> What you are asked to do
Only lines with the string "overwrite" are wanted. Pull them out of the data.

> Records to use
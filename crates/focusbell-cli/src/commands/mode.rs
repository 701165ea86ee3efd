use std::path::PathBuf;

use clap::{Args, Subcommand};
use focusbell_core::storage::{ModeDetails, ModeRegistry};
use focusbell_core::{Config, CustomMode, ModeParameters, Preset};
use serde::Serialize;

use super::{open_store, print_json, CmdResult};

/// Timing parameters given on the command line.
#[derive(Args, Debug, Clone)]
pub struct ParamArgs {
    /// Session length in minutes
    #[arg(long)]
    pub total: u32,
    /// Minutes between reminders
    #[arg(long)]
    pub interval: u32,
    /// Maximum random delay added to each reminder, in minutes
    #[arg(long, default_value = "0")]
    pub random: u32,
    /// Suggested rest after the session, in minutes
    #[arg(long, default_value = "5")]
    pub rest: u32,
    /// Delay of the follow-up reminder in seconds (0 disables it)
    #[arg(long, default_value = "0")]
    pub second: u32,
}

impl From<&ParamArgs> for ModeParameters {
    fn from(args: &ParamArgs) -> Self {
        ModeParameters::new(args.total, args.interval, args.random, args.rest, args.second)
    }
}

#[derive(Subcommand)]
pub enum ModeAction {
    /// List custom modes
    List,
    /// List built-in presets
    Presets,
    /// Show one custom mode by key or name
    Show {
        mode: String,
    },
    /// Create a custom mode, or update the one with the same name
    Save {
        name: String,
        #[command(flatten)]
        params: ParamArgs,
        #[arg(long, default_value = "")]
        description: String,
        /// Comma-separated tags
        #[arg(long, value_delimiter = ',')]
        tags: Vec<String>,
        #[arg(long, default_value = "")]
        notes: String,
    },
    /// Delete a custom mode by key
    Delete {
        key: String,
    },
    /// Most recently used modes
    Recent,
    /// Most frequently used modes
    Frequent,
    /// Export custom modes to a JSON file
    Export {
        path: PathBuf,
        /// Only export these keys
        #[arg(long, value_delimiter = ',')]
        keys: Vec<String>,
    },
    /// Import custom modes from a JSON file
    Import {
        path: PathBuf,
        /// Replace modes that share a name with an imported one
        #[arg(long)]
        overwrite: bool,
    },
}

#[derive(Serialize)]
struct ModeRow<'a> {
    key: &'a str,
    #[serde(flatten)]
    mode: &'a CustomMode,
}

#[derive(Serialize)]
struct PresetRow {
    id: &'static str,
    name: &'static str,
    description: &'static str,
    #[serde(flatten)]
    parameters: ModeParameters,
}

fn rows<'a>(registry: &'a ModeRegistry<'_>, keys: &'a [String]) -> Vec<ModeRow<'a>> {
    keys.iter()
        .filter_map(|key| registry.get(key).map(|mode| ModeRow { key, mode }))
        .collect()
}

fn print_presets() -> CmdResult {
    let presets: Vec<PresetRow> = Preset::ALL
        .iter()
        .map(|p| PresetRow {
            id: p.id(),
            name: p.display_name(),
            description: p.description(),
            parameters: p.parameters(),
        })
        .collect();
    print_json(&presets)
}

pub fn run(action: ModeAction) -> CmdResult {
    let config = Config::load_or_default();
    let mut store = open_store(&config)?;
    let mut registry = ModeRegistry::new(&mut store);

    match action {
        ModeAction::Presets => print_presets()?,
        ModeAction::List => {
            let modes: Vec<ModeRow<'_>> = registry
                .list()
                .into_iter()
                .map(|(key, mode)| ModeRow { key, mode })
                .collect();
            print_json(&modes)?;
        }
        ModeAction::Show { mode } => {
            let found = match registry.get(&mode) {
                Some(found) => Some((mode.as_str(), found)),
                None => registry
                    .find_by_name(&mode)
                    .map(|(key, found)| (key.as_str(), found)),
            };
            let (key, mode) = found.ok_or_else(|| format!("mode not found: {mode}"))?;
            print_json(&ModeRow { key, mode })?;
        }
        ModeAction::Save {
            name,
            params,
            description,
            tags,
            notes,
        } => {
            let details = ModeDetails {
                description,
                tags,
                notes,
            };
            let key = registry.save(&name, ModeParameters::from(&params), details)?;
            println!("{key}");
        }
        ModeAction::Delete { key } => {
            if !registry.delete(&key)? {
                return Err(format!("mode not found: {key}").into());
            }
            println!("deleted {key}");
        }
        ModeAction::Recent => {
            let keys = registry.recent().to_vec();
            print_json(&rows(&registry, &keys))?;
        }
        ModeAction::Frequent => {
            let keys = registry.frequent().to_vec();
            print_json(&rows(&registry, &keys))?;
        }
        ModeAction::Export { path, keys } => {
            let keys = (!keys.is_empty()).then_some(keys);
            let count = registry.export_to(&path, keys.as_deref())?;
            println!("exported {count} modes to {}", path.display());
        }
        ModeAction::Import { path, overwrite } => {
            let summary = registry.import_from(&path, overwrite)?;
            print_json(&summary)?;
        }
    }
    Ok(())
}
//! # Focusbell Core Library
//!
//! This library provides the core logic of the Focusbell focus timer: a
//! countdown session that fires reminders at a fixed interval plus bounded
//! random jitter, with pause/resume accounting and persistent statistics.
//! Front ends (the `focusbell` CLI, a desktop shell) are thin layers that
//! implement [`Notifier`] and call into [`TimerController`].
//!
//! ## Architecture
//!
//! - **Timer**: [`SessionClock`] and [`ReminderScheduler`] hold pure timing
//!   state; [`TimerController`] owns the state machine and a tokio tick loop
//! - **Storage**: one JSON statistics document (daily records, totals, custom
//!   modes, mode history) and TOML-based configuration
//! - **Notifier**: the outbound seam for sound, visual effects and display
//!
//! ## Key Components
//!
//! - [`TimerController`]: Session lifecycle and reminder dispatch
//! - [`StatisticsStore`]: Daily work records and custom mode persistence
//! - [`ModeRegistry`]: CRUD and usage ranking over custom modes
//! - [`Config`]: Application configuration management

pub mod error;
pub mod events;
pub mod notifier;
pub mod storage;
pub mod timer;

pub use error::{ConfigError, CoreError, PersistenceError, SchedulerFault, ValidationError};
pub use events::Event;
pub use notifier::{Notifier, NullNotifier, SharedNotifier};
pub use storage::{Config, CustomMode, ModeRegistry, SharedStore, StatisticsStore, StatsDocument};
pub use timer::{
    FinishReason, ModeParameters, ModeSelector, Preset, ReminderScheduler, SessionClock,
    SessionSummary, TimerController, TimerSnapshot, TimerStatus,
};
//! Built-in timing presets and the selector that distinguishes them from
//! user-defined custom modes.

use std::fmt;
use std::str::FromStr;

use serde::{Deserialize, Serialize};

use super::params::ModeParameters;
use crate::error::{CoreError, Result};
use crate::storage::StatisticsStore;

/// A built-in set of timing parameters.
#[derive(Debug, Clone, Copy, PartialEq, Eq, Hash, Serialize, Deserialize)]
#[serde(rename_all = "kebab-case")]
pub enum Preset {
    /// 90 minute deep focus block with frequent, loosely timed nudges.
    DeepFocus,
    /// 45 minute sprint.
    Sprint,
    /// Classic 25/5 pomodoro with a single reminder at the end.
    Pomodoro,
}

impl Preset {
    pub const ALL: [Preset; 3] = [Preset::DeepFocus, Preset::Sprint, Preset::Pomodoro];

    pub fn id(self) -> &'static str {
        match self {
            Preset::DeepFocus => "deep-focus",
            Preset::Sprint => "sprint",
            Preset::Pomodoro => "pomodoro",
        }
    }

    pub fn display_name(self) -> &'static str {
        match self {
            Preset::DeepFocus => "Deep Focus",
            Preset::Sprint => "Sprint",
            Preset::Pomodoro => "Pomodoro",
        }
    }

    pub fn description(self) -> &'static str {
        match self {
            Preset::DeepFocus => indoc::indoc! {"
                A 90 minute block. A reminder lands every 15 minutes, pushed
                up to 2 minutes late at random so the moment never becomes
                predictable. A second nudge follows 10 seconds later.
            "},
            Preset::Sprint => indoc::indoc! {"
                A 45 minute sprint with a reminder every 10 minutes and up to
                2 minutes of jitter. Ends with a 10 minute rest.
            "},
            Preset::Pomodoro => indoc::indoc! {"
                The classic 25 minute pomodoro with a fixed reminder at the
                end of the block and a 5 minute rest.
            "},
        }
    }

    pub fn parameters(self) -> ModeParameters {
        match self {
            Preset::DeepFocus => ModeParameters::new(90, 15, 2, 20, 10),
            Preset::Sprint => ModeParameters::new(45, 10, 2, 10, 10),
            Preset::Pomodoro => ModeParameters::new(25, 25, 0, 5, 0),
        }
    }

    pub fn from_id(id: &str) -> Option<Self> {
        Self::ALL.into_iter().find(|p| p.id() == id)
    }
}

/// Which mode a session runs under.
#[derive(Debug, Clone, PartialEq, Eq, Hash, Serialize, Deserialize)]
#[serde(tag = "kind", content = "id", rename_all = "lowercase")]
pub enum ModeSelector {
    Preset(Preset),
    /// Key of a custom mode stored in the statistics document.
    Custom(String),
}

impl ModeSelector {
    /// Stable identifier recorded with the session.
    pub fn id(&self) -> String {
        match self {
            ModeSelector::Preset(p) => format!("preset:{}", p.id()),
            ModeSelector::Custom(key) => format!("custom:{key}"),
        }
    }

    /// Resolve to concrete parameters. Custom keys must exist in the store.
    pub fn resolve(&self, store: &StatisticsStore) -> Result<ModeParameters> {
        match self {
            ModeSelector::Preset(p) => Ok(p.parameters()),
            ModeSelector::Custom(key) => store
                .document()
                .custom_modes
                .get(key)
                .map(|m| m.parameters())
                .ok_or_else(|| CoreError::ModeNotFound(key.clone())),
        }
    }
}

impl Default for ModeSelector {
    fn default() -> Self {
        ModeSelector::Preset(Preset::DeepFocus)
    }
}

impl fmt::Display for ModeSelector {
    fn fmt(&self, f: &mut fmt::Formatter<'_>) -> fmt::Result {
        f.write_str(&self.id())
    }
}

impl FromStr for ModeSelector {
    type Err = CoreError;

    /// Accepts `preset:<id>`, `custom:<key>`, or a bare preset id.
    fn from_str(s: &str) -> Result<Self> {
        let s = s.trim();
        if let Some(id) = s.strip_prefix("preset:") {
            return Preset::from_id(id)
                .map(ModeSelector::Preset)
                .ok_or_else(|| CoreError::ModeNotFound(s.to_string()));
        }
        if let Some(key) = s.strip_prefix("custom:") {
            if key.is_empty() {
                return Err(CoreError::ModeNotFound(s.to_string()));
            }
            return Ok(ModeSelector::Custom(key.to_string()));
        }
        Preset::from_id(s)
            .map(ModeSelector::Preset)
            .ok_or_else(|| CoreError::ModeNotFound(s.to_string()))
    }
}

#[cfg(test)]
mod tests {
    use super::*;

    #[test]
    fn all_presets_are_valid() {
        for preset in Preset::ALL {
            assert!(preset.parameters().validate().is_ok(), "{}", preset.id());
            assert!(!preset.description().is_empty());
        }
    }

    #[test]
    fn selector_id_roundtrips_through_from_str() {
        let preset = ModeSelector::Preset(Preset::Sprint);
        assert_eq!(preset.id().parse::<ModeSelector>().unwrap(), preset);

        let custom = ModeSelector::Custom("abc".into());
        assert_eq!(custom.id().parse::<ModeSelector>().unwrap(), custom);
    }

    #[test]
    fn bare_preset_id_is_accepted() {
        assert_eq!(
            "pomodoro".parse::<ModeSelector>().unwrap(),
            ModeSelector::Preset(Preset::Pomodoro)
        );
        assert!("nope".parse::<ModeSelector>().is_err());
        assert!("custom:".parse::<ModeSelector>().is_err());
    }

    #[test]
    fn unknown_custom_key_does_not_resolve() {
        let store = StatisticsStore::in_memory();
        let err = ModeSelector::Custom("missing".into())
            .resolve(&store)
            .unwrap_err();
        assert!(matches!(err, CoreError::ModeNotFound(_)));
    }
}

> Solution
        overwrite: bool,
        ModeAction::Import { path, overwrite } => {
            let summary = registry.import_from(&path, overwrite)?;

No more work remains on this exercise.